Traduction: Johan-Frédérik Hel Guedj

David Grann, journaliste et auteur américain est devenu un des grands de la littérature non fictionnelle. Depuis 2003, le journaliste montre sa belle plume dans des enquêtes historiques au sein du brillant magazine The New-Yorker. Certaines de ces succulentes nouvelles où il fouille avec bonheur l’histoire américaine sont d’ailleurs regroupées dans Le diable et Sherlock Holmes paru en 2019 aux éditions du Sous-Sol. Adepte de travaux plus ambitieux, il doit sa notoriété en France à La note américaine histoire racontant la spoliation d’une tribu indienne dans une arnaque dont les Américains sont très coutumiers.

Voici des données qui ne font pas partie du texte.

//! Cache configuration

use serde::{Deserialize, Serialize};
use std::collections::HashMap;
use std::fmt;
use std::str::FromStr;
use std::time::Duration;

use crate::key::MetricKind;

/// Default TTL for cache entries (5 minutes)
///
/// Metrics with different freshness needs can override this with
/// `CacheConfig::with_metric_ttl()`.
pub const DEFAULT_TTL_SECS: u64 = 300;

/// Default maximum number of cache entries
///
/// When the limit is reached the least recently used entry without an
/// in-flight recomputation is evicted.
pub const DEFAULT_MAX_ENTRIES: usize = 1000;

/// Default granularity query windows are rounded outward to (1 minute)
pub const DEFAULT_WINDOW_GRANULARITY_SECS: u64 = 60;

/// Coarsest allowed window granularity (1 day)
pub const MAX_WINDOW_GRANULARITY_SECS: u64 = 86_400;

/// How precisely a mutation is matched against cached keys.
#[derive(Debug, Clone, Copy, PartialEq, Eq, Hash, Default, Serialize, Deserialize)]
#[serde(rename_all = "snake_case")]
pub enum InvalidationGranularity {
    /// Any key whose window covers the mutation time
    Bucket,
    /// Like `Bucket`, but keys filtered to other tickets or categories survive
    #[default]
    Ticket,
}

/// What happens to a matched entry.
#[derive(Debug, Clone, Copy, PartialEq, Eq, Hash, Default, Serialize, Deserialize)]
#[serde(rename_all = "snake_case")]
pub enum InvalidationMode {
    /// Remove the entry
    #[default]
    Evict,
    /// Keep the entry but never serve it again
    MarkStale,
}

impl InvalidationGranularity {
    pub fn as_str(&self) -> &'static str {
        match self {
            Self::Bucket => "bucket",
            Self::Ticket => "ticket",
        }
    }
}

impl InvalidationMode {
    pub fn as_str(&self) -> &'static str {
        match self {
            Self::Evict => "evict",
            Self::MarkStale => "mark_stale",
        }
    }
}

impl fmt::Display for InvalidationGranularity {
    fn fmt(&self, f: &mut fmt::Formatter<'_>) -> fmt::Result {
        f.write_str(self.as_str())
    }
}

impl fmt::Display for InvalidationMode {
    fn fmt(&self, f: &mut fmt::Formatter<'_>) -> fmt::Result {
        f.write_str(self.as_str())
    }
}

impl FromStr for InvalidationGranularity {
    type Err = String;

    fn from_str(s: &str) -> Result<Self, Self::Err> {
        match s.trim().to_ascii_lowercase().as_str() {
            "bucket" => Ok(Self::Bucket),
            "ticket" => Ok(Self::Ticket),
            other => Err(format!("unknown invalidation granularity '{}'", other)),
        }
    }
}

impl FromStr for InvalidationMode {
    type Err = String;

    fn from_str(s: &str) -> Result<Self, Self::Err> {
        match s.trim().to_ascii_lowercase().replace('-', "_").as_str() {
            "evict" => Ok(Self::Evict),
            "mark_stale" | "stale" => Ok(Self::MarkStale),
            other => Err(format!("unknown invalidation mode '{}'", other)),
        }
    }
}

/// Configuration for the cache coordinator
#[derive(Debug, Clone)]
pub struct CacheConfig {
    /// Default TTL for cached entries
    pub default_ttl: Duration,
    /// Per-metric TTL overrides
    pub metric_ttl: HashMap<MetricKind, Duration>,
    /// Maximum number of entries in the cache
    pub max_entries: usize,
    /// Whether results are cached at all
    pub enabled: bool,
    /// Serve an expired entry once while its recomputation is in flight
    pub serve_stale_while_refreshing: bool,
    /// Query windows are rounded outward to this step
    pub window_granularity: Duration,
    pub invalidation_granularity: InvalidationGranularity,
    pub invalidation_mode: InvalidationMode,
}

impl CacheConfig {
    /// Create a new cache configuration with defaults
    pub fn new() -> Self {
        Self {
            default_ttl: Duration::from_secs(DEFAULT_TTL_SECS),
            metric_ttl: HashMap::new(),
            max_entries: DEFAULT_MAX_ENTRIES,
            enabled: true,
            serve_stale_while_refreshing: true,
            window_granularity: Duration::from_secs(DEFAULT_WINDOW_GRANULARITY_SECS),
            invalidation_granularity: InvalidationGranularity::default(),
            invalidation_mode: InvalidationMode::default(),
        }
    }

    /// Set the default TTL for cached entries
    #[must_use = "This method returns a new CacheConfig and does not modify self"]
    pub fn with_default_ttl(mut self, ttl: Duration) -> Self {
        self.default_ttl = ttl;
        self
    }

    /// Set a TTL for a specific metric
    #[must_use = "This method returns a new CacheConfig and does not modify self"]
    pub fn with_metric_ttl(mut self, metric: MetricKind, ttl: Duration) -> Self {
        self.metric_ttl.insert(metric, ttl);
        self
    }

    /// Set the maximum number of entries
    #[must_use = "This method returns a new CacheConfig and does not modify self"]
    pub fn with_max_entries(mut self, max: usize) -> Self {
        self.max_entries = max;
        self
    }

    /// Enable or disable caching
    #[must_use = "This method returns a new CacheConfig and does not modify self"]
    pub fn with_enabled(mut self, enabled: bool) -> Self {
        self.enabled = enabled;
        self
    }

    #[must_use = "This method returns a new CacheConfig and does not modify self"]
    pub fn with_serve_stale(mut self, serve_stale: bool) -> Self {
        self.serve_stale_while_refreshing = serve_stale;
        self
    }

    #[must_use = "This method returns a new CacheConfig and does not modify self"]
    pub fn with_window_granularity(mut self, granularity: Duration) -> Self {
        self.window_granularity = granularity;
        self
    }

    #[must_use = "This method returns a new CacheConfig and does not modify self"]
    pub fn with_invalidation_granularity(mut self, granularity: InvalidationGranularity) -> Self {
        self.invalidation_granularity = granularity;
        self
    }

    #[must_use = "This method returns a new CacheConfig and does not modify self"]
    pub fn with_invalidation_mode(mut self, mode: InvalidationMode) -> Self {
        self.invalidation_mode = mode;
        self
    }

    /// Get the TTL for a specific metric
    pub fn get_ttl(&self, metric: MetricKind) -> Duration {
        self.metric_ttl
            .get(&metric)
            .copied()
            .unwrap_or(self.default_ttl)
    }

    /// Capacity actually enforced; never below one.
    pub fn capacity(&self) -> usize {
        self.max_entries.max(1)
    }
}

impl Default for CacheConfig {
    fn default() -> Self {
        Self::new()
    }
}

Les grands cinéastes se sont très vite emparés très vite de l’œuvre de Grann pour les adapter. James Gray, le cinéaste talentueux de La nuit nous appartient a adapté avec bonheur La Cité perdue de Z : Une expédition légendaire au cœur de l’Amazonie tandis que le Killers of the Lost Mooon de Martin Scorsese avec Di Caprio dans le rôle principal qui sortira en octobre est l’adaptation de La note américaine. Richard Price, auteur de Ville noire, ville blanche et également scénariste de La couleur de l’argent m’avait évoqué un jour à Lyon l’extrême rigueur et la grande exigence d’une collaboration avec Scorsese et sans nul doute, le travail minutieux de Grann… sept ans de labeur pour Les naufragés du Wager qui nous intéresse aujourd’hui et a totalement conquis le grand maître du septième art qui tourne actuellement, toujours avec Di Caprio dans le premier rôle, l’histoire de David Grann. Ajoutons que Jeff Nichols, réalisateur de l’inoubliable Mud adapte pour le grand écran The Yankee Comandante une nouvelle sur Cuba avec Adam Driver au générique.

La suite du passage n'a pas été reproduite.